After Robinson III made two free throws on Michigan’s next possession,
Williams threw down another dunk. Michigan led 75-73 with one minute and 49 seconds remaining.
With the ball in Stauskas’ hands on the ensuing Michigan possession, the ball was batted in the air. Vonleh leaped and grabbed the ball with two hands and fired an outlet pass to freshman guard Stanford Robinson. Robinson caught the ball and dribbled ahead of the Wolverines, laying the ball in just before the Michigan players could reach him.
The game was tied at 75 with one minute and 25 seconds to play. IU, down 11 and playing the Big Ten regular season champions on its senior night, had fought its way back.

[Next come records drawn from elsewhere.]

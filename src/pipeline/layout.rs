//! Layout reconstruction: positioned characters → visual lines → blocks.
//!
//! The PDF engine hands us individual glyphs with bounding boxes. Everything
//! downstream (classifier, caption matcher, table engines) works on lines and
//! blocks, so this module rebuilds them:
//!
//! 1. Sort glyphs top-to-bottom, then left-to-right.
//! 2. Group glyphs whose baselines are within 0.4 × glyph height into a line.
//! 3. Insert spaces at horizontal gaps wider than 0.3 × average glyph width.
//! 4. Merge vertically adjacent, horizontally overlapping lines into blocks.
//!
//! All coordinates here are *layout* coordinates: PDF points with the origin
//! at the top-left corner and y growing downwards, so sorting by `(y, x)`
//! approximates reading order and "below an image" means "larger y".

use serde::{Deserialize, Serialize};
use std::cmp::Ordering;

/// Font-name fragments that mark a monospace face.
const MONO_HINTS: [&str; 5] = ["mono", "courier", "consolas", "code", "menlo"];

/// Invisible characters that PDFs like to scatter through text runs.
const INVISIBLE: [char; 6] = [
    '\u{200B}', '\u{FEFF}', '\u{00AD}', '\u{200C}', '\u{200D}', '\u{2060}',
];

/// Axis-aligned rectangle in layout coordinates.
#[derive(Debug, Clone, Copy, PartialEq, Default, Serialize, Deserialize)]
pub struct Rect {
    pub x0: f32,
    pub top: f32,
    pub x1: f32,
    pub bottom: f32,
}

impl Rect {
    pub fn new(x0: f32, top: f32, x1: f32, bottom: f32) -> Self {
        Self {
            x0: x0.min(x1),
            top: top.min(bottom),
            x1: x0.max(x1),
            bottom: top.max(bottom),
        }
    }

    /// Convert a PDF rectangle (origin bottom-left) on a page of height
    /// `page_height` into layout coordinates.
    pub fn from_pdf(left: f32, bottom: f32, right: f32, top: f32, page_height: f32) -> Self {
        Self::new(left, page_height - top, right, page_height - bottom)
    }

    pub fn width(&self) -> f32 {
        self.x1 - self.x0
    }

    pub fn height(&self) -> f32 {
        self.bottom - self.top
    }

    pub fn union(&self, other: &Rect) -> Rect {
        Rect {
            x0: self.x0.min(other.x0),
            top: self.top.min(other.top),
            x1: self.x1.max(other.x1),
            bottom: self.bottom.max(other.bottom),
        }
    }

    /// True when the horizontal extents share at least one point.
    pub fn overlaps_horizontally(&self, other: &Rect) -> bool {
        self.x0 <= other.x1 && other.x0 <= self.x1
    }

    pub fn contains_point(&self, x: f32, y: f32) -> bool {
        x >= self.x0 && x <= self.x1 && y >= self.top && y <= self.bottom
    }
}

/// One glyph as reported by the PDF engine.
#[derive(Debug, Clone, PartialEq)]
pub struct PdfChar {
    pub ch: char,
    /// Left edge.
    pub x: f32,
    /// Top edge.
    pub top: f32,
    pub width: f32,
    pub height: f32,
    /// Scaled font size in points.
    pub font_size: f32,
    pub font_name: String,
}

impl PdfChar {
    pub fn bottom(&self) -> f32 {
        self.top + self.height
    }

    pub fn right(&self) -> f32 {
        self.x + self.width
    }

    pub fn center(&self) -> (f32, f32) {
        (self.x + self.width / 2.0, self.top + self.height / 2.0)
    }

    /// Lay out `text` as a run of fixed-advance glyphs starting at `(x, top)`.
    ///
    /// Each glyph is `font_size × 0.5` wide and `font_size` high. Useful for
    /// building in-memory pages without a PDF engine.
    pub fn run(text: &str, x: f32, top: f32, font_size: f32, font_name: &str) -> Vec<PdfChar> {
        let advance = font_size * 0.5;
        text.chars()
            .enumerate()
            .map(|(i, ch)| PdfChar {
                ch,
                x: x + i as f32 * advance,
                top,
                width: advance,
                height: font_size,
                font_size,
                font_name: font_name.to_string(),
            })
            .collect()
    }
}

/// A visual line of text, the unit the classifier works on.
#[derive(Debug, Clone, PartialEq, Serialize, Deserialize)]
pub struct TextLine {
    pub text: String,
    pub font_size: f32,
    pub font_name: String,
    #[serde(rename = "x0")]
    pub x: f32,
    #[serde(rename = "y0")]
    pub y: f32,
    pub is_mono: bool,
}

/// A paragraph-ish group of lines; caption candidates.
#[derive(Debug, Clone, PartialEq, Serialize, Deserialize)]
pub struct TextBlock {
    pub rect: Rect,
    pub text: String,
}

/// A reconstructed line that still carries its glyphs.
#[derive(Debug, Clone)]
pub struct CharLine {
    pub text: String,
    pub rect: Rect,
    pub chars: Vec<PdfChar>,
}

impl CharLine {
    /// Collapse into the classifier's line record.
    pub fn to_text_line(&self) -> TextLine {
        let font_size = self
            .chars
            .iter()
            .map(|c| c.font_size)
            .fold(0.0_f32, f32::max);
        let font_name = self
            .chars
            .first()
            .map(|c| c.font_name.clone())
            .unwrap_or_default();
        let is_mono = self.chars.iter().any(|c| is_mono_font(&c.font_name));
        TextLine {
            text: self.text.clone(),
            font_size,
            font_name,
            x: self.rect.x0,
            y: self.rect.top,
            is_mono,
        }
    }
}

/// Does this font name look like a monospace face?
pub fn is_mono_font(font_name: &str) -> bool {
    let lower = font_name.to_lowercase();
    MONO_HINTS.iter().any(|hint| lower.contains(hint))
}

/// Map a raw glyph to the character we keep, if any.
///
/// Non-breaking spaces become plain spaces; invisible formatting characters
/// are dropped.
pub fn normalise_char(ch: char) -> Option<char> {
    if INVISIBLE.contains(&ch) {
        None
    } else if ch == '\u{00A0}' {
        Some(' ')
    } else {
        Some(ch)
    }
}

fn by_position(a: f32, b: f32) -> Ordering {
    a.partial_cmp(&b).unwrap_or(Ordering::Equal)
}

/// Group glyphs into visual lines, top to bottom.
pub fn group_lines(chars: &[PdfChar]) -> Vec<CharLine> {
    if chars.is_empty() {
        return Vec::new();
    }

    let mut sorted = chars.to_vec();
    sorted.sort_by(|a, b| by_position(a.bottom(), b.bottom()).then(by_position(a.x, b.x)));

    let mut lines = Vec::new();
    let mut current: Vec<PdfChar> = Vec::new();

    for ch in sorted {
        let same_line = current.first().is_some_and(|anchor| {
            let tolerance = (anchor.height * 0.4).max(1.0);
            (ch.bottom() - anchor.bottom()).abs() < tolerance
        });
        if !same_line && !current.is_empty() {
            lines.push(build_line(std::mem::take(&mut current)));
        }
        current.push(ch);
    }
    if !current.is_empty() {
        lines.push(build_line(current));
    }

    lines.sort_by(|a, b| by_position(a.rect.top, b.rect.top).then(by_position(a.rect.x0, b.rect.x0)));
    lines
}

/// Build a [`CharLine`] from glyphs on one baseline, inserting spaces at gaps.
fn build_line(mut chars: Vec<PdfChar>) -> CharLine {
    chars.sort_by(|a, b| by_position(a.x, b.x));

    let avg_width = chars.iter().map(|c| c.width).sum::<f32>() / chars.len() as f32;
    let space_threshold = avg_width * 0.3;

    let mut text = String::new();
    let mut rect = Rect::new(chars[0].x, chars[0].top, chars[0].right(), chars[0].bottom());
    for (i, ch) in chars.iter().enumerate() {
        if i > 0 {
            let prev = &chars[i - 1];
            let gap = ch.x - prev.right();
            if gap > space_threshold && !prev.ch.is_whitespace() && !ch.ch.is_whitespace() {
                text.push(' ');
            }
        }
        text.push(ch.ch);
        rect = rect.union(&Rect::new(ch.x, ch.top, ch.right(), ch.bottom()));
    }

    CharLine { text, rect, chars }
}

/// Classifier records for every line, in `(y, x)` order.
pub fn text_lines(lines: &[CharLine]) -> Vec<TextLine> {
    let mut out: Vec<TextLine> = lines.iter().map(CharLine::to_text_line).collect();
    sort_reading_order(&mut out);
    out
}

/// Stable sort by `(y, x)`.
pub fn sort_reading_order(lines: &mut [TextLine]) {
    lines.sort_by(|a, b| by_position(a.y, b.y).then(by_position(a.x, b.x)));
}

/// Merge lines into blocks: a line joins the open block when it starts no
/// further than half a line height below the previous line and overlaps the
/// block horizontally.
pub fn group_blocks(lines: &[CharLine]) -> Vec<TextBlock> {
    struct Open {
        rect: Rect,
        last: Rect,
        texts: Vec<String>,
    }

    let mut blocks = Vec::new();
    let mut open: Option<Open> = None;

    let close = |block: Open, blocks: &mut Vec<TextBlock>| {
        let text = block.texts.join(" ").trim().to_string();
        if !text.is_empty() {
            blocks.push(TextBlock {
                rect: block.rect,
                text,
            });
        }
    };

    for line in lines {
        let stripped = line.text.trim().to_string();
        match open.as_mut() {
            Some(block)
                if line.rect.top - block.last.bottom <= block.last.height() * 0.5
                    && line.rect.overlaps_horizontally(&block.rect) =>
            {
                block.rect = block.rect.union(&line.rect);
                block.last = line.rect;
                if !stripped.is_empty() {
                    block.texts.push(stripped);
                }
            }
            _ => {
                if let Some(done) = open.take() {
                    close(done, &mut blocks);
                }
                open = Some(Open {
                    rect: line.rect,
                    last: line.rect,
                    texts: if stripped.is_empty() {
                        Vec::new()
                    } else {
                        vec![stripped]
                    },
                });
            }
        }
    }
    if let Some(done) = open {
        close(done, &mut blocks);
    }
    blocks
}
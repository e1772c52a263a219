//! Pipeline stages for PDF-to-note conversion.
//!
//! Each submodule implements one step and is testable on its own; the
//! orchestration (manifest, resume, file layout) lives in [`crate::convert`].
//!
//! ## Data Flow
//!
//! ```text
//! input ──▶ source ──▶ layout ──▶ classify ──▶ markdown ──▶ toc
//!  (path)   (pdfium)   (lines)    (kinds)      (page.md)
//!              │
//!              ├──▶ ocr      rasterise + backend with timeout
//!              ├──▶ tables   lattice / stream engines → CSV + pipe table
//!              └──▶ caption  nearest text block for each image
//! ```
//!
//! 1. [`input`]: check the user-supplied path is a readable PDF
//! 2. [`source`]: glyphs, vector paths and images per page via pdfium;
//!    blocking, so callers go through [`source::run_blocking`]
//! 3. [`layout`]: glyphs → lines → blocks, top-down coordinates
//! 4. [`classify`]: code, callout, heading or plain for each line
//! 5. [`markdown`]: one page's Markdown, fences kept balanced
//! 6. [`toc`]: heading list inserted after the TOC marker
//!
//! Side stages: [`ocr`] for pages without a usable text layer, [`tables`]
//! (backed by [`table_lattice`] and [`table_stream`]), [`caption`] and
//! [`encode`] for exported images.

pub mod caption;
pub mod classify;
pub mod encode;
pub mod input;
pub mod layout;
pub mod markdown;
pub mod ocr;
pub mod source;
pub mod table_lattice;
pub mod table_stream;
pub mod tables;
pub mod toc;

On the next Michigan possession, Stauskas held the ball at the top of the key.
Robinson, who was guarding Robinson III in the corner, crashed down on the driving Stauskas, hoping to force a turnover.
Stauskas saw Robinson and fired to Robinson III, who raised high and sank the shot. The crowd went wild, and Michigan led 78-75.
IU Coach Tom Crean said that shot, and not IU’s comeback attempt, will stand out.
“That’s the one that will stick out, because we did do such a great job of coming back,” Crean said.
IU called a timeout, and Crean drew up a play that gave Robinson a 3-point attempt, which he missed.
IU was forced to foul the rest of the game. Michigan made all six of its attempted free throws in the game’s final 41 seconds.
Crean said his team fought throughout the game.
“We fully expected to win the game, and our guys played like it, and they never stopped believing that they would,” Crean said. “Our guys battled the whole way and answered every situation right until the very end.”